En Cali, los ataques, que también tuvieron como objetivo estatuas y sitios históricos y comunidades residenciales, provocaron la aparición casi inmediata de individuos armados vestidos de civil; algunos activistas han afirmado que estos individuos son agentes de policía disfrazados, aunque han ofrecido pocas pruebas para respaldar la afirmación.

El fin de semana pasado, en un incidente particularmente violento , dos autobuses llenos de presuntos activistas indígenas intentaron atacar un complejo residencial en las afueras de Cali, lo que provocó que civiles con armas de fuego y machetes abrieran fuego. La turba no parecía llevar armas de fuego, pero destruyó vehículos privados e intentó saquear casas. Los videos del incidente muestran a hombres vestidos de blanco disparando a los activistas, quienes afirmaron estar viajando a Cali en solidaridad con el “paro nacional”.

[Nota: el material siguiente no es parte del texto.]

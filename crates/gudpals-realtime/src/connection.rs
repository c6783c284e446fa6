use std::sync::Arc;
use std::sync::atomic::{AtomicBool, Ordering};
use std::time::Duration;

use axum::body::Bytes;
use axum::extract::ws::{Message, WebSocket};
use futures_util::{SinkExt, StreamExt};
use tokio::sync::mpsc;
use tracing::{info, warn};

use gudpals_types::events::{FeedCommand, FeedEvent, FeedFilter};

use crate::dispatcher::Dispatcher;

/// Heartbeat interval: server sends a Ping every 15 seconds.
/// If 2 consecutive Pongs are missed (~30s), the connection is dropped.
const HEARTBEAT_INTERVAL: Duration = Duration::from_secs(15);

type Filters = Arc<std::sync::RwLock<Vec<FeedFilter>>>;

/// Serve one authenticated feed WebSocket until either side goes away.
///
/// The client starts with no filters and receives nothing but `Ready` until
/// it sends `Subscribe`. Each command is answered with `Subscribed` once its
/// filters are in effect. Filters naming another user's private rows are
/// dropped.
pub async fn handle_connection(socket: WebSocket, dispatcher: Dispatcher, user_id: String) {
    let (mut sender, mut receiver) = socket.split();

    info!("{} connected to feed", user_id);

    let ready = FeedEvent::Ready {
        user_id: user_id.clone(),
    };
    match serde_json::to_string(&ready) {
        Ok(text) => {
            if sender.send(Message::Text(text.into())).await.is_err() {
                return;
            }
        }
        Err(e) => {
            warn!("Failed to encode Ready for {}: {}", user_id, e);
            return;
        }
    }

    // Subscribe before reading commands so nothing committed after
    // Subscribe can be missed
    let mut broadcast_rx = dispatcher.subscribe();

    let filters: Filters = Arc::new(std::sync::RwLock::new(Vec::new()));
    let send_filters = filters.clone();

    // The send task is the socket's only writer; acks go out through it
    let (ack_tx, mut ack_rx) = mpsc::unbounded_channel::<FeedEvent>();

    let pong_received = Arc::new(AtomicBool::new(true));
    let pong_flag_send = pong_received.clone();
    let pong_flag_recv = pong_received.clone();

    let mut send_task = tokio::spawn(async move {
        let mut heartbeat = tokio::time::interval(HEARTBEAT_INTERVAL);
        heartbeat.tick().await;
        let mut missed_heartbeats: u8 = 0;

        loop {
            tokio::select! {
                Some(ack) = ack_rx.recv() => {
                    let text = match serde_json::to_string(&ack) {
                        Ok(text) => text,
                        Err(e) => {
                            warn!("Failed to encode feed ack: {}", e);
                            continue;
                        }
                    };
                    if sender.send(Message::Text(text.into())).await.is_err() {
                        break;
                    }
                }
                result = broadcast_rx.recv() => {
                    let event = match result {
                        Ok(event) => event,
                        Err(tokio::sync::broadcast::error::RecvError::Lagged(n)) => {
                            warn!("Feed receiver lagged by {} events", n);
                            continue;
                        }
                        Err(_) => break,
                    };

                    let wanted = send_filters
                        .read()
                        .map(|filters| filters.iter().any(|f| f.matches(&event)))
                        .unwrap_or(false);
                    if !wanted {
                        continue;
                    }

                    let text = match serde_json::to_string(&event) {
                        Ok(text) => text,
                        Err(e) => {
                            warn!("Failed to encode feed event: {}", e);
                            continue;
                        }
                    };
                    if sender.send(Message::Text(text.into())).await.is_err() {
                        break;
                    }
                }
                _ = heartbeat.tick() => {
                    if pong_flag_send.swap(false, Ordering::Acquire) {
                        missed_heartbeats = 0;
                    } else {
                        missed_heartbeats += 1;
                        if missed_heartbeats >= 2 {
                            warn!("Heartbeat timeout (missed {} pongs), dropping connection", missed_heartbeats);
                            break;
                        }
                    }
                    if sender.send(Message::Ping(Bytes::new())).await.is_err() {
                        break;
                    }
                }
            }
        }
    });

    let user_recv = user_id.clone();
    let mut recv_task = tokio::spawn(async move {
        while let Some(Ok(msg)) = receiver.next().await {
            match msg {
                Message::Text(text) => match serde_json::from_str::<FeedCommand>(&text) {
                    Ok(cmd) => {
                        let installed = apply_command(&filters, &user_recv, cmd);
                        if ack_tx.send(FeedEvent::Subscribed { filters: installed }).is_err() {
                            break;
                        }
                    }
                    Err(e) => {
                        warn!(
                            "{} bad feed command: {} -- raw: {}",
                            user_recv,
                            e,
                            text.chars().take(200).collect::<String>()
                        );
                    }
                },
                Message::Pong(_) => {
                    pong_flag_recv.store(true, Ordering::Release);
                }
                Message::Close(_) => break,
                _ => {}
            }
        }
    });

    // Wait for either task to finish
    tokio::select! {
        _ = &mut send_task => recv_task.abort(),
        _ = &mut recv_task => send_task.abort(),
    }

    info!("{} disconnected from feed", user_id);
}

/// Install the filters `cmd` asks for, keeping only those `user_id` may
/// see. Returns the filters now in effect.
fn apply_command(filters: &Filters, user_id: &str, cmd: FeedCommand) -> Vec<FeedFilter> {
    let next: Vec<FeedFilter> = match cmd {
        FeedCommand::Subscribe { filters } => {
            let requested = filters.len();
            let allowed: Vec<FeedFilter> = filters
                .into_iter()
                .filter(|f| {
                    let visible = f.visible_to(user_id);
                    if !visible {
                        warn!("{} denied feed filter {:?}", user_id, f);
                    }
                    visible
                })
                .collect();
            info!("{} subscribing with {} of {} filters", user_id, allowed.len(), requested);
            allowed
        }
        FeedCommand::Unsubscribe => {
            info!("{} dropped all feed filters", user_id);
            Vec::new()
        }
    };

    match filters.write() {
        Ok(mut current) => *current = next.clone(),
        Err(_) => {
            warn!("Feed filter lock poisoned for {}", user_id);
            return Vec::new();
        }
    }
    next
}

El alcalde de Cali, Jorge Iván Ospina, intentó organizar un diálogo con presuntos representantes del “paro nacional” la semana pasada. Ospina y varios otros funcionarios llegaron al lugar de las conversaciones el viernes y encontraron que «individuos encapuchados» habían afirmado falsamente que el gobierno estaba atacando un bloqueo ilegal de carreteras, lo que causó revuelo y exigió a los agentes de seguridad que retiraran a Ospina y a los demás funcionarios antes de que pudiera comenzar la conversación. .

Duque ha insistido en repetidas ocasiones en el “diálogo” con los alborotadores e instó a los colombianos a no “generalizar” que todos los involucrados en el “paro nacional” son violentos.